Some time shortly after I started following him he tweeted about P2PU so I decided to check it out. I have always been interested in programming and things relating to it so it seemed neat. In high school I was going to start looking at schools which offered CS degrees but being a little naiveté then I was lead to believe that programming / development involved a lot of math. For some reason, at that time, rather than strike out and find out for myself I took others word and shied away from going to school for CS because I wasn’t a big fan of math and couldn’t see myself working in detail with it for an extended period of time.
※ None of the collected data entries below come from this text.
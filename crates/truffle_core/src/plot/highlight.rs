//! Highlight selection state.
//!
//! # Invariants
//! - A highlight is keyed by stable `RecordId`, not list position.
//! - After `reconcile`, a `Selected` state always refers to a record in the
//!   current filtered set.

use crate::model::paper::{PaperRecord, RecordId};
use log::info;
use serde::{Deserialize, Serialize};

/// Which record, if any, is the focus of the plot.
#[derive(Debug, Clone, Copy, Default, PartialEq, Eq, Serialize, Deserialize)]
#[serde(tag = "state", content = "record_id", rename_all = "snake_case")]
pub enum HighlightState {
    #[default]
    Unselected,
    Selected(RecordId),
}

impl HighlightState {
    pub fn select(&mut self, id: RecordId) {
        *self = Self::Selected(id);
    }

    pub fn clear(&mut self) {
        *self = Self::Unselected;
    }

    /// Click semantics: selecting the highlighted record again deselects it.
    pub fn toggle(&mut self, id: RecordId) {
        *self = match *self {
            Self::Selected(current) if current == id => Self::Unselected,
            _ => Self::Selected(id),
        };
    }

    /// Highlighted record id, if any.
    pub fn active(&self) -> Option<RecordId> {
        match self {
            Self::Unselected => None,
            Self::Selected(id) => Some(*id),
        }
    }

    /// Applies a filter change: drops the highlight when its record is no
    /// longer in `filtered`.
    ///
    /// Returns `true` when the state was reset.
    pub fn reconcile(&mut self, filtered: &[&PaperRecord]) -> bool {
        let Self::Selected(id) = *self else {
            return false;
        };
        if filtered.iter().any(|record| record.id == id) {
            return false;
        }

        info!(
            "event=highlight_reset module=plot status=ok record_id={} reason=filtered_out",
            id
        );
        *self = Self::Unselected;
        true
    }
}

#[cfg(test)]
mod tests {
    use super::HighlightState;
    use crate::model::paper::RecordId;

    #[test]
    fn toggle_selects_then_deselects_same_record() {
        let mut state = HighlightState::default();
        state.toggle(RecordId(2));
        assert_eq!(state.active(), Some(RecordId(2)));

        state.toggle(RecordId(4));
        assert_eq!(state.active(), Some(RecordId(4)));

        state.toggle(RecordId(4));
        assert_eq!(state, HighlightState::Unselected);
    }

    #[test]
    fn reconcile_is_noop_when_unselected() {
        let mut state = HighlightState::Unselected;
        assert!(!state.reconcile(&[]));
        assert_eq!(state, HighlightState::Unselected);
    }

    #[test]
    fn serializes_with_state_tag() {
        let json = serde_json::to_value(HighlightState::Selected(RecordId(3))).unwrap();
        assert_eq!(json, serde_json::json!({"state": "selected", "record_id": 3}));
    }
}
After college (ended up training in computer repair/networking) my interest in programming was still there. I got a job working for a local publishing company in 2007 doing systems management work so I dabbled with enough scripting (batch, vb script, occassional C#) to hold me over. As I worked there I began to really develop a drive towards wanting to learn to really become a developer after interacting online and at work with some good people. I was shown that development didn’t always involve something like C/C++ and writing Fibonacci / Fourier transforms all day.

Joining the School of Webcraft

This all bubbled to a head when I saw P2PU and realized I could learn from respected teachers and peers in an environment where bettering oneself was the motivation for being present (versus something like highschool where you’re forced into it). I signed up for the 2nd cycle of classes I believe and took a class called “Beginning Python Webservices” taught by Jeff Hammel from the Firefox team at Mozilla. This was a great thing, I picked up a bit of Python which as it turns out was a great language to start with. Everything made sense and I had a great time doing it, even though we had a pretty late meetup time since Jeff was Pacific time (we met 11p-12a central for me).
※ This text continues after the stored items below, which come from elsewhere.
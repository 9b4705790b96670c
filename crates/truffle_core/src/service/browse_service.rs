//! Browse use-case service.
//!
//! # Responsibility
//! - Produce the graph view (filtered plot with reconciled highlight).
//! - Produce the paper listing grouped by journal.
//! - Expose legend and period dropdown data.
//!
//! # Invariants
//! - Every call is a pure function of the repository, the passed criteria and
//!   the passed highlight state; the service holds no session state.
//! - Listing order is `journal ASC, title ASC`.

use crate::catalog::PaperRepository;
use crate::filter::engine::{apply, FilterCriteria};
use crate::model::paper::{PaperRecord, Period};
use crate::plot::assembler::{PlotAssembler, PlotSpec};
use crate::plot::highlight::HighlightState;
use serde::Serialize;

/// Result of one graph render pass.
#[derive(Debug, Clone, PartialEq, Serialize)]
pub struct GraphView {
    pub plot: PlotSpec,
    /// Number of papers passing the filter (plotted or not).
    pub displayed: usize,
    /// Highlight state after reconciliation with the filtered set.
    pub highlight: HighlightState,
}

/// Papers of one journal in the listing.
#[derive(Debug, Clone, PartialEq, Eq, Serialize)]
pub struct JournalSection<'a> {
    /// Full journal name used as section header.
    pub journal: String,
    pub color: String,
    pub papers: Vec<&'a PaperRecord>,
}

/// Legend entry for one declared journal.
#[derive(Debug, Clone, PartialEq, Eq, Serialize)]
pub struct LegendEntry {
    pub journal: String,
    pub color: String,
    pub short_label: String,
}

/// Dropdown option for the period filter.
#[derive(Debug, Clone, PartialEq, Eq, Serialize)]
pub struct PeriodOption {
    pub period: Period,
    pub label: String,
}

/// Browse facade over a paper repository.
pub struct BrowseService<R: PaperRepository> {
    repo: R,
}

impl<R: PaperRepository> BrowseService<R> {
    pub fn new(repo: R) -> Self {
        Self { repo }
    }

    /// Default selections: every journal, all periods, all topics.
    pub fn default_criteria(&self) -> FilterCriteria {
        FilterCriteria::all_journals(&self.repo)
    }

    pub fn filter(&self, criteria: &FilterCriteria) -> Vec<&PaperRecord> {
        apply(self.repo.all_records(), criteria)
    }

    /// Filters, reconciles `highlight` against the result, then builds the plot.
    pub fn graph(&self, criteria: &FilterCriteria, highlight: &mut HighlightState) -> GraphView {
        let filtered = self.filter(criteria);
        highlight.reconcile(&filtered);
        let plot = PlotAssembler::new(self.repo.journal_styles())
            .build(filtered.iter().copied(), highlight.active());

        GraphView {
            plot,
            displayed: filtered.len(),
            highlight: *highlight,
        }
    }

    /// Filtered papers sorted by journal then title, grouped by journal.
    pub fn paper_listing(&self, criteria: &FilterCriteria) -> Vec<JournalSection<'_>> {
        let mut papers = self.filter(criteria);
        papers.sort_by(|a, b| {
            a.journal
                .cmp(&b.journal)
                .then_with(|| a.title.cmp(&b.title))
        });

        let styles = self.repo.journal_styles();
        let mut sections: Vec<JournalSection<'_>> = Vec::new();
        for paper in papers {
            if let Some(section) = sections
                .last_mut()
                .filter(|section| section.journal == paper.journal)
            {
                section.papers.push(paper);
                continue;
            }
            sections.push(JournalSection {
                journal: paper.journal.clone(),
                color: styles.color_for(&paper.journal).to_string(),
                papers: vec![paper],
            });
        }
        sections
    }

    pub fn legend(&self) -> Vec<LegendEntry> {
        self.repo
            .journal_styles()
            .iter()
            .map(|style| LegendEntry {
                journal: style.name.clone(),
                color: style.color.clone(),
                short_label: style.short_label.clone(),
            })
            .collect()
    }

    /// Period options, newest first.
    pub fn period_options(&self) -> Vec<PeriodOption> {
        self.repo
            .period_options()
            .into_iter()
            .map(|period| PeriodOption {
                period,
                label: period.label(),
            })
            .collect()
    }
}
In this class we used Webob and Paste, learned about VirtualEnv and I wrote a simple webservice that’s a random password generator. You can view the source. After Jeff’s class concluded I fiddled on my own with Django but I didn’t stick with it long because there was another course I enrolled in called “Beginning Ruby on Rails” taught by Andy Lindeman. Jeff’s course gave me enough Python knowledge to be able to complete one of Andy’s prerequisites for the Rails course which was: “In your language of choice write a script that will accept a string and reverse it.”

Where I’ve Gone

I started Andy’s course around the end of January and had a fantastic time learning from a truly great mentor. I’m still in touch with Andy today and I think (hope) he can attest to my growth with Ruby over the last 6 months from never having touched Ruby to where I’m at now. I’ve become actively involved in the open source community as well which P2PU is a part of! You can fork Lernata on Github and contribute to something really great.
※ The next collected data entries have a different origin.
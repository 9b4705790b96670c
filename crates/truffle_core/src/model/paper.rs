//! Paper record model.
//!
//! # Responsibility
//! - Define the immutable paper record shared by filtering, plotting and
//!   listing use-cases.
//! - Convert loosely-typed catalog entries into validated records.
//!
//! # Invariants
//! - `title`, `journal` and every author name are non-empty.
//! - `authors` contains at least one name.
//! - `month` is within `1..=12`.
//! - `codes` keep their declared order.

use crate::model::code::{ClassificationCode, CodeParseError};
use serde::{Deserialize, Serialize};
use std::error::Error;
use std::fmt::{Display, Formatter};

/// Stable identifier of a record: its position in the loaded catalog table.
#[derive(Debug, Clone, Copy, PartialEq, Eq, Hash, PartialOrd, Ord, Serialize, Deserialize)]
#[serde(transparent)]
pub struct RecordId(pub usize);

impl Display for RecordId {
    fn fmt(&self, f: &mut Formatter<'_>) -> std::fmt::Result {
        write!(f, "{}", self.0)
    }
}

/// Publication period as an exact (year, month) pair.
#[derive(Debug, Clone, Copy, PartialEq, Eq, Hash, PartialOrd, Ord, Serialize, Deserialize)]
pub struct Period {
    pub year: i32,
    /// Month in `1..=12`.
    pub month: u8,
}

impl Period {
    pub fn new(year: i32, month: u8) -> Self {
        Self { year, month }
    }

    /// Dropdown label, e.g. `01/2026`.
    pub fn label(&self) -> String {
        format!("{:02}/{}", self.month, self.year)
    }
}

/// Canonical, validated paper record.
#[derive(Debug, Clone, PartialEq, Eq, Serialize)]
pub struct PaperRecord {
    pub id: RecordId,
    pub title: String,
    pub authors: Vec<String>,
    pub journal: String,
    /// Serialized as `jel_codes` to match the catalog schema.
    #[serde(rename = "jel_codes")]
    pub codes: Vec<ClassificationCode>,
    #[serde(rename = "abstract")]
    pub abstract_text: String,
    pub url: Option<String>,
    pub year: i32,
    pub month: u8,
    pub volume: Option<u32>,
    pub issue: Option<u32>,
    pub pages: Option<String>,
    pub doi: Option<String>,
}

impl PaperRecord {
    pub fn period(&self) -> Period {
        Period::new(self.year, self.month)
    }

    /// Returns whether any code's category letter is one of `letters`.
    pub fn has_any_letter<'a, I>(&self, letters: I) -> bool
    where
        I: IntoIterator<Item = &'a str> + Clone,
    {
        self.codes.iter().any(|code| {
            letters
                .clone()
                .into_iter()
                .any(|letter| letter.eq_ignore_ascii_case(code.category_letter()))
        })
    }

    /// Comma-joined code list in declaration order.
    pub fn codes_label(&self) -> String {
        self.codes
            .iter()
            .map(ToString::to_string)
            .collect::<Vec<_>>()
            .join(", ")
    }

    /// Bibliographic line for paper cards, e.g. `Vol. 116, No. 1, pp. 1-51 (1/2026)`.
    pub fn citation_line(&self) -> String {
        let mut parts = Vec::new();
        if let Some(volume) = self.volume {
            parts.push(format!("Vol. {volume}"));
        }
        if let Some(issue) = self.issue {
            parts.push(format!("No. {issue}"));
        }
        if let Some(pages) = self.pages.as_deref().filter(|value| !value.is_empty()) {
            parts.push(format!("pp. {pages}"));
        }
        let period = format!("({}/{})", self.month, self.year);
        if parts.is_empty() {
            period
        } else {
            format!("{} {period}", parts.join(", "))
        }
    }
}

/// Catalog wire shape of one paper, before validation.
#[derive(Debug, Clone, PartialEq, Eq, Serialize, Deserialize)]
pub struct PaperEntry {
    pub title: String,
    pub authors: Vec<String>,
    pub journal: String,
    #[serde(default)]
    pub jel_codes: Vec<String>,
    #[serde(rename = "abstract", default)]
    pub abstract_text: String,
    #[serde(default)]
    pub url: Option<String>,
    pub year: i32,
    pub month: u32,
    #[serde(default)]
    pub volume: Option<u32>,
    #[serde(default)]
    pub issue: Option<u32>,
    #[serde(default)]
    pub pages: Option<String>,
    #[serde(default)]
    pub doi: Option<String>,
}

/// Structural violation found while validating a catalog entry.
#[derive(Debug, Clone, PartialEq, Eq)]
pub enum PaperValidationError {
    EmptyTitle,
    MissingAuthors,
    EmptyAuthor { position: usize },
    EmptyJournal,
    InvalidMonth(u32),
    InvalidCode {
        position: usize,
        source: CodeParseError,
    },
}

impl Display for PaperValidationError {
    fn fmt(&self, f: &mut Formatter<'_>) -> std::fmt::Result {
        match self {
            Self::EmptyTitle => write!(f, "paper title must not be empty"),
            Self::MissingAuthors => write!(f, "paper must list at least one author"),
            Self::EmptyAuthor { position } => {
                write!(f, "author at position {position} must not be empty")
            }
            Self::EmptyJournal => write!(f, "paper journal must not be empty"),
            Self::InvalidMonth(month) => write!(f, "month must be within 1..=12, got {month}"),
            Self::InvalidCode { position, source } => {
                write!(f, "code at position {position} is invalid: {source}")
            }
        }
    }
}

impl Error for PaperValidationError {
    fn source(&self) -> Option<&(dyn Error + 'static)> {
        match self {
            Self::InvalidCode { source, .. } => Some(source),
            _ => None,
        }
    }
}

impl PaperEntry {
    /// Validates this entry and assigns it a stable record id.
    ///
    /// Blank optional text fields (`url`, `pages`, `doi`) are normalized to `None`.
    pub fn into_record(self, id: RecordId) -> Result<PaperRecord, PaperValidationError> {
        let title = self.title.trim().to_string();
        if title.is_empty() {
            return Err(PaperValidationError::EmptyTitle);
        }
        if self.authors.is_empty() {
            return Err(PaperValidationError::MissingAuthors);
        }
        if let Some(position) = self
            .authors
            .iter()
            .position(|author| author.trim().is_empty())
        {
            return Err(PaperValidationError::EmptyAuthor { position });
        }
        let journal = self.journal.trim().to_string();
        if journal.is_empty() {
            return Err(PaperValidationError::EmptyJournal);
        }
        let month = u8::try_from(self.month)
            .ok()
            .filter(|month| (1..=12).contains(month))
            .ok_or(PaperValidationError::InvalidMonth(self.month))?;

        let codes = self
            .jel_codes
            .iter()
            .enumerate()
            .map(|(position, raw)| {
                ClassificationCode::parse(raw)
                    .map_err(|source| PaperValidationError::InvalidCode { position, source })
            })
            .collect::<Result<Vec<_>, _>>()?;

        Ok(PaperRecord {
            id,
            title,
            authors: self
                .authors
                .into_iter()
                .map(|author| author.trim().to_string())
                .collect(),
            journal,
            codes,
            abstract_text: self.abstract_text,
            url: non_blank(self.url),
            year: self.year,
            month,
            volume: self.volume,
            issue: self.issue,
            pages: non_blank(self.pages),
            doi: non_blank(self.doi),
        })
    }
}

fn non_blank(value: Option<String>) -> Option<String> {
    value
        .map(|text| text.trim().to_string())
        .filter(|text| !text.is_empty())
}
//! Conjunctive filter engine.
//!
//! # Invariants
//! - Journal predicate: empty selection means "show nothing", not "no filter".
//! - Period predicate: exact (year, month) equality when set.
//! - Topic predicate: no filter when empty; otherwise a record matches if any
//!   of its code letters is selected.

use crate::catalog::PaperRepository;
use crate::model::paper::{PaperRecord, Period};
use log::debug;
use serde::{Deserialize, Serialize};
use std::collections::BTreeSet;

/// Current filter selections, rebuilt by the host on every render.
#[derive(Debug, Clone, Default, PartialEq, Eq, Serialize, Deserialize)]
pub struct FilterCriteria {
    /// Selected full journal names.
    pub journals: BTreeSet<String>,
    /// Exact publication period, or `None` for all periods.
    pub period: Option<Period>,
    /// Selected category letters (uppercase).
    pub topics: BTreeSet<String>,
}

impl FilterCriteria {
    /// Initial selection state: every declared journal checked, no period or
    /// topic restriction.
    pub fn all_journals<R: PaperRepository + ?Sized>(repo: &R) -> Self {
        Self {
            journals: repo
                .distinct_journals()
                .into_iter()
                .map(str::to_string)
                .collect(),
            period: None,
            topics: BTreeSet::new(),
        }
    }

    /// Selection limited to the given journal names.
    pub fn for_journals<I, S>(journals: I) -> Self
    where
        I: IntoIterator<Item = S>,
        S: Into<String>,
    {
        Self {
            journals: journals.into_iter().map(Into::into).collect(),
            ..Self::default()
        }
    }

    /// Clears every journal checkbox ("Deselect All").
    pub fn deselect_all_journals(&mut self) {
        self.journals.clear();
    }

    pub fn with_period(mut self, period: Option<Period>) -> Self {
        self.period = period;
        self
    }

    /// Adds a topic letter; input is normalized to uppercase.
    pub fn with_topic(mut self, letter: &str) -> Self {
        let normalized = letter.trim().to_ascii_uppercase();
        if !normalized.is_empty() {
            self.topics.insert(normalized);
        }
        self
    }

    /// Whether `record` passes all three predicates.
    pub fn matches(&self, record: &PaperRecord) -> bool {
        self.journals.contains(&record.journal)
            && self.period.map_or(true, |period| record.period() == period)
            && (self.topics.is_empty()
                || record.has_any_letter(self.topics.iter().map(String::as_str)))
    }
}

/// Applies `criteria` to `records`, keeping input order.
pub fn apply<'a, I>(records: I, criteria: &FilterCriteria) -> Vec<&'a PaperRecord>
where
    I: IntoIterator<Item = &'a PaperRecord>,
{
    // "Deselect all" is an explicit show-nothing policy.
    if criteria.journals.is_empty() {
        debug!("event=filter_apply module=filter status=ok reason=no_journals matched=0");
        return Vec::new();
    }

    let mut scanned = 0usize;
    let filtered = records
        .into_iter()
        .inspect(|_| scanned += 1)
        .filter(|record| criteria.matches(record))
        .collect::<Vec<_>>();

    debug!(
        "event=filter_apply module=filter status=ok scanned={} matched={} journals={} period={} topics={}",
        scanned,
        filtered.len(),
        criteria.journals.len(),
        criteria
            .period
            .map(|period| period.label())
            .unwrap_or_else(|| "all".to_string()),
        criteria.topics.len()
    );
    filtered
}

#[cfg(test)]
mod tests {
    use super::FilterCriteria;

    #[test]
    fn with_topic_normalizes_and_skips_blank_letters() {
        let criteria = FilterCriteria::default().with_topic(" j ").with_topic("  ");
        assert_eq!(
            criteria.topics.iter().map(String::as_str).collect::<Vec<_>>(),
            vec!["J"]
        );
    }

    #[test]
    fn deselect_all_clears_journals_only() {
        let mut criteria = FilterCriteria::for_journals(["Econometrica"]).with_topic("C");
        criteria.deselect_all_journals();
        assert!(criteria.journals.is_empty());
        assert_eq!(criteria.topics.len(), 1);
    }
}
My current projects are Rstatus and OpenMissouri. In addition to my current open source projects I’ve contributed to Ruby core, active_admin, and I’ve been working with John Britton on a Ruby gem called Cardshark. P2PU was key in helping me get to where I’m at today. There are several grassroots teaching initiatives going on right now and it’s really exciting to see what’s happening. P2PU and Ruby Mendicant are changing the landscape of learning and every day they’re opening doors for people who may be unable to afford conventional courses or may not be geographically able to reach such courses. I believe Andy is now facilitating a beginning Ruby course at P2PU and is trying to partner with Ruby Mendicant University to take you from Ruby beginner to expert all via free online learning taught by well respected and motivated individuals.

Opinions on P2PU

I think P2PU will continue evolve and I would wholeheartedly recommend it to anyone looking to learn a new skill or pickup a hobby. The School of Webcraft is just one aspect of P2PU; there are so many other subjects being taught. I’ve seen courses on gardening, literature, and economics. I also wouldn’t simply recommend it to someone who is unable to take conventional courses, I would advocate seeing what you can get from P2PU before you look elsewhere.